**Aim of the exercise**
With no edits of any kind, print each record that follows.

**Records provided**
────

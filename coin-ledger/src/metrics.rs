//! Metrics collection for observability
//!
//! This module provides Prometheus metrics for monitoring the ledger.
//!
//! # Metrics
//!
//! - `coin_ledger_transactions_admitted_total` - Transactions entering the pending pool
//! - `coin_ledger_transactions_rejected_total{reason}` - Rejections by reason code
//! - `coin_ledger_blocks_mined_total` - Blocks appended by mining
//! - `coin_ledger_pending_transactions` - Current pending pool size
//! - `coin_ledger_chain_height` - Committed blocks
//! - `coin_ledger_admission_duration_seconds` - Histogram of admission latencies

use crate::Rejection;
use prometheus::{Histogram, HistogramOpts, IntCounter, IntCounterVec, IntGauge, Opts, Registry};
use std::fmt;
use std::sync::Arc;

/// Metrics collector
#[derive(Clone)]
pub struct Metrics {
    /// Admitted transactions
    pub admitted_total: IntCounter,

    /// Rejections, labelled by reason
    pub rejected_total: IntCounterVec,

    /// Blocks mined
    pub blocks_mined: IntCounter,

    /// Pending pool size
    pub pending: IntGauge,

    /// Chain height
    pub chain_height: IntGauge,

    /// Admission latency
    pub admission_duration: Histogram,

    /// Prometheus registry
    pub registry: Arc<Registry>,
}

impl fmt::Debug for Metrics {
    fn fmt(&self, f: &mut fmt::Formatter<'_>) -> fmt::Result {
        f.debug_struct("Metrics")
            .field("admitted_total", &self.admitted_total.get())
            .field("blocks_mined", &self.blocks_mined.get())
            .field("pending", &self.pending.get())
            .field("chain_height", &self.chain_height.get())
            .finish_non_exhaustive()
    }
}

impl Metrics {
    /// Create new metrics collector with its own registry
    pub fn new() -> prometheus::Result<Self> {
        let registry = Arc::new(Registry::new());

        let admitted_total = IntCounter::new(
            "coin_ledger_transactions_admitted_total",
            "Transactions admitted to the pending pool",
        )?;
        registry.register(Box::new(admitted_total.clone()))?;

        let rejected_total = IntCounterVec::new(
            Opts::new(
                "coin_ledger_transactions_rejected_total",
                "Transactions and mine requests rejected, by reason",
            ),
            &["reason"],
        )?;
        registry.register(Box::new(rejected_total.clone()))?;

        let blocks_mined = IntCounter::new(
            "coin_ledger_blocks_mined_total",
            "Blocks appended by mining",
        )?;
        registry.register(Box::new(blocks_mined.clone()))?;

        let pending = IntGauge::new(
            "coin_ledger_pending_transactions",
            "Transactions waiting in the pending pool",
        )?;
        registry.register(Box::new(pending.clone()))?;

        let chain_height = IntGauge::new("coin_ledger_chain_height", "Committed blocks")?;
        registry.register(Box::new(chain_height.clone()))?;

        let admission_duration = Histogram::with_opts(
            HistogramOpts::new(
                "coin_ledger_admission_duration_seconds",
                "Histogram of admission latencies",
            )
            .buckets(vec![0.0001, 0.0005, 0.001, 0.005, 0.010, 0.050, 0.100, 0.500]),
        )?;
        registry.register(Box::new(admission_duration.clone()))?;

        Ok(Self {
            admitted_total,
            rejected_total,
            blocks_mined,
            pending,
            chain_height,
            admission_duration,
            registry,
        })
    }

    /// Record an admitted transaction
    pub fn record_admitted(&self) {
        self.admitted_total.inc();
    }

    /// Record a rejection
    pub fn record_rejected(&self, rejection: &Rejection) {
        self.rejected_total
            .with_label_values(&[rejection.code()])
            .inc();
    }

    /// Record admission latency
    pub fn record_admission_duration(&self, duration_seconds: f64) {
        self.admission_duration.observe(duration_seconds);
    }

    /// Record a mined block
    pub fn record_block_mined(&self) {
        self.blocks_mined.inc();
    }

    /// Refresh pool and chain gauges
    pub fn update_ledger_gauges(&self, pending: usize, height: u64) {
        self.pending.set(pending as i64);
        self.chain_height.set(height as i64);
    }

    /// Get metrics registry
    pub fn registry(&self) -> &Registry {
        &self.registry
    }
}

#[cfg(test)]
mod tests {
    use super::*;

    #[test]
    fn test_metrics_creation() {
        let metrics = Metrics::new().unwrap();
        assert_eq!(metrics.admitted_total.get(), 0);
        assert_eq!(metrics.blocks_mined.get(), 0);
    }

    #[test]
    fn test_debug_shows_current_values() {
        let metrics = Metrics::new().unwrap();
        metrics.update_ledger_gauges(3, 5);

        let rendered = format!("{:?}", metrics);
        assert!(rendered.starts_with("Metrics"));
        assert!(rendered.contains("chain_height: 5"));
    }

    #[test]
    fn test_independent_registries() {
        // Each collector owns its registry, so two can coexist
        let a = Metrics::new().unwrap();
        let b = Metrics::new().unwrap();
        a.record_admitted();
        assert_eq!(a.admitted_total.get(), 1);
        assert_eq!(b.admitted_total.get(), 0);
    }

    #[test]
    fn test_record_rejected_by_reason() {
        let metrics = Metrics::new().unwrap();
        metrics.record_rejected(&Rejection::InvalidSignature);
        metrics.record_rejected(&Rejection::InvalidSignature);
        metrics.record_rejected(&Rejection::EmptyPendingPool);

        let by_reason = |code: &str| metrics.rejected_total.with_label_values(&[code]).get();
        assert_eq!(by_reason("invalid_signature"), 2);
        assert_eq!(by_reason("empty_pending_pool"), 1);
    }

    #[test]
    fn test_update_ledger_gauges() {
        let metrics = Metrics::new().unwrap();
        metrics.update_ledger_gauges(3, 7);
        assert_eq!(metrics.pending.get(), 3);
        assert_eq!(metrics.chain_height.get(), 7);
    }

    #[test]
    fn test_registry_gathers_all_families() {
        let metrics = Metrics::new().unwrap();
        metrics.record_rejected(&Rejection::InvalidAmount);
        let families = metrics.registry().gather();
        assert_eq!(families.len(), 6);
    }
}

────

**Exercise output**
filename coin-ledger/src/metrics.rs
//! Metrics collection for observability
//!
//! This module provides Prometheus metrics for monitoring the ledger.
//!
//! # Metrics
//!
//! - `coin_ledger_transactions_admitted_total` - Transactions entering the pending pool
//! - `coin_ledger_transactions_rejected_total{reason}` - Rejections by reason code
//! - `coin_ledger_blocks_mined_total` - Blocks appended by mining
//! - `coin_ledger_pending_transactions` - Current pending pool size
//! - `coin_ledger_chain_height` - Committed blocks
//! - `coin_ledger_admission_duration_seconds` - Histogram of admission latencies

use crate::Rejection;
use prometheus::{Histogram, HistogramOpts, IntCounter, IntCounterVec, IntGauge, Opts, Registry};
use std::fmt;
use std::sync::Arc;

/// Metrics collector
#[derive(Clone)]
pub struct Metrics {
    /// Admitted transactions
    pub admitted_total: IntCounter,

    /// Rejections, labelled by reason
    pub rejected_total: IntCounterVec,

    /// Blocks mined
    pub blocks_mined: IntCounter,

    /// Pending pool size
    pub pending: IntGauge,

    /// Chain height
    pub chain_height: IntGauge,

    /// Admission latency
    pub admission_duration: Histogram,

    /// Prometheus registry
    pub registry: Arc<Registry>,
}

impl fmt::Debug for Metrics {
    fn fmt(&self, f: &mut fmt::Formatter<'_>) -> fmt::Result {
        f.debug_struct("Metrics")
            .field("admitted_total", &self.admitted_total.get())
            .field("blocks_mined", &self.blocks_mined.get())
            .field("pending", &self.pending.get())
            .field("chain_height", &self.chain_height.get())
            .finish_non_exhaustive()
    }
}

impl Metrics {
    /// Create new metrics collector with its own registry
    pub fn new() -> prometheus::Result<Self> {
        let registry = Arc::new(Registry::new());

        let admitted_total = IntCounter::new(
            "coin_ledger_transactions_admitted_total",
            "Transactions admitted to the pending pool",
        )?;
        registry.register(Box::new(admitted_total.clone()))?;

        let rejected_total = IntCounterVec::new(
            Opts::new(
                "coin_ledger_transactions_rejected_total",
                "Transactions and mine requests rejected, by reason",
            ),
            &["reason"],
        )?;
        registry.register(Box::new(rejected_total.clone()))?;

        let blocks_mined = IntCounter::new(
            "coin_ledger_blocks_mined_total",
            "Blocks appended by mining",
        )?;
        registry.register(Box::new(blocks_mined.clone()))?;

        let pending = IntGauge::new(
            "coin_ledger_pending_transactions",
            "Transactions waiting in the pending pool",
        )?;
        registry.register(Box::new(pending.clone()))?;

        let chain_height = IntGauge::new("coin_ledger_chain_height", "Committed blocks")?;
        registry.register(Box::new(chain_height.clone()))?;

        let admission_duration = Histogram::with_opts(
            HistogramOpts::new(
                "coin_ledger_admission_duration_seconds",
                "Histogram of admission latencies",
            )
            .buckets(vec![0.0001, 0.0005, 0.001, 0.005, 0.010, 0.050, 0.100, 0.500]),
        )?;
        registry.register(Box::new(admission_duration.clone()))?;

        Ok(Self {
            admitted_total,
            rejected_total,
            blocks_mined,
            pending,
            chain_height,
            admission_duration,
            registry,
        })
    }

    /// Record an admitted transaction
    pub fn record_admitted(&self) {
        self.admitted_total.inc();
    }

    /// Record a rejection
    pub fn record_rejected(&self, rejection: &Rejection) {
        self.rejected_total
            .with_label_values(&[rejection.code()])
            .inc();
    }

    /// Record admission latency
    pub fn record_admission_duration(&self, duration_seconds: f64) {
        self.admission_duration.observe(duration_seconds);
    }

    /// Record a mined block
    pub fn record_block_mined(&self) {
        self.blocks_mined.inc();
    }

    /// Refresh pool and chain gauges
    pub fn update_ledger_gauges(&self, pending: usize, height: u64) {
        self.pending.set(pending as i64);
        self.chain_height.set(height as i64);
    }

    /// Get metrics registry
    pub fn registry(&self) -> &Registry {
        &self.registry
    }
}

#[cfg(test)]
mod tests {
    use super::*;

    #[test]
    fn test_metrics_creation() {
        let metrics = Metrics::new().unwrap();
        assert_eq!(metrics.admitted_total.get(), 0);
        assert_eq!(metrics.blocks_mined.get(), 0);
    }

    #[test]
    fn test_debug_shows_current_values() {
        let metrics = Metrics::new().unwrap();
        metrics.update_ledger_gauges(3, 5);

        let rendered = format!("{:?}", metrics);
        assert!(rendered.starts_with("Metrics"));
        assert!(rendered.contains("chain_height: 5"));
    }

    #[test]
    fn test_independent_registries() {
        // Each collector owns its registry, so two can coexist
        let a = Metrics::new().unwrap();
        let b = Metrics::new().unwrap();
        a.record_admitted();
        assert_eq!(a.admitted_total.get(), 1);
        assert_eq!(b.admitted_total.get(), 0);
    }

    #[test]
    fn test_record_rejected_by_reason() {
        let metrics = Metrics::new().unwrap();
        metrics.record_rejected(&Rejection::InvalidSignature);
        metrics.record_rejected(&Rejection::InvalidSignature);
        metrics.record_rejected(&Rejection::EmptyPendingPool);

        let by_reason = |code: &str| metrics.rejected_total.with_label_values(&[code]).get();
        assert_eq!(by_reason("invalid_signature"), 2);
        assert_eq!(by_reason("empty_pending_pool"), 1);
    }

    #[test]
    fn test_update_ledger_gauges() {
        let metrics = Metrics::new().unwrap();
        metrics.update_ledger_gauges(3, 7);
        assert_eq!(metrics.pending.get(), 3);
        assert_eq!(metrics.chain_height.get(), 7);
    }

    #[test]
    fn test_registry_gathers_all_families() {
        let metrics = Metrics::new().unwrap();
        metrics.record_rejected(&Rejection::InvalidAmount);
        let families = metrics.registry().gather();
        assert_eq!(families.len(), 6);
    }
}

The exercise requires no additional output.